Action item: Your job is to write out each record precisely as it stands.
-------- Material for this task --------
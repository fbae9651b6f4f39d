//! Subcommand implementations.
//!
//! Commands write their human-readable output to the given writer so they
//! can be exercised in tests without a terminal.

pub mod cart;
pub mod products;

use powerhit_storefront::StorefrontError;
use powerhit_storefront::cart::CartError;
use powerhit_storefront::catalog::CatalogError;
use powerhit_storefront::config::ConfigError;
use thiserror::Error;

/// Errors surfaced to the user by a command.
#[derive(Debug, Error)]
pub enum CommandError {
    #[error(transparent)]
    Storefront(#[from] StorefrontError),

    #[error("unknown product {0}: pass --name and --price or add it to the catalog")]
    UnknownProduct(String),

    #[error("failed to write output: {0}")]
    Output(#[from] std::io::Error),
}

impl From<CartError> for CommandError {
    fn from(err: CartError) -> Self {
        Self::Storefront(err.into())
    }
}

impl From<CatalogError> for CommandError {
    fn from(err: CatalogError) -> Self {
        Self::Storefront(err.into())
    }
}

impl From<ConfigError> for CommandError {
    fn from(err: ConfigError) -> Self {
        Self::Storefront(err.into())
    }
}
--------
Answer:
repository fbae9651b6f4f39d
//! Subcommand implementations.
//!
//! Commands write their human-readable output to the given writer so they
//! can be exercised in tests without a terminal.

pub mod cart;
pub mod products;

use powerhit_storefront::StorefrontError;
use powerhit_storefront::cart::CartError;
use powerhit_storefront::catalog::CatalogError;
use powerhit_storefront::config::ConfigError;
use thiserror::Error;

/// Errors surfaced to the user by a command.
#[derive(Debug, Error)]
pub enum CommandError {
    #[error(transparent)]
    Storefront(#[from] StorefrontError),

    #[error("unknown product {0}: pass --name and --price or add it to the catalog")]
    UnknownProduct(String),

    #[error("failed to write output: {0}")]
    Output(#[from] std::io::Error),
}

impl From<CartError> for CommandError {
    fn from(err: CartError) -> Self {
        Self::Storefront(err.into())
    }
}

impl From<CatalogError> for CommandError {
    fn from(err: CatalogError) -> Self {
        Self::Storefront(err.into())
    }
}

impl From<ConfigError> for CommandError {
    fn from(err: ConfigError) -> Self {
        Self::Storefront(err.into())
    }
}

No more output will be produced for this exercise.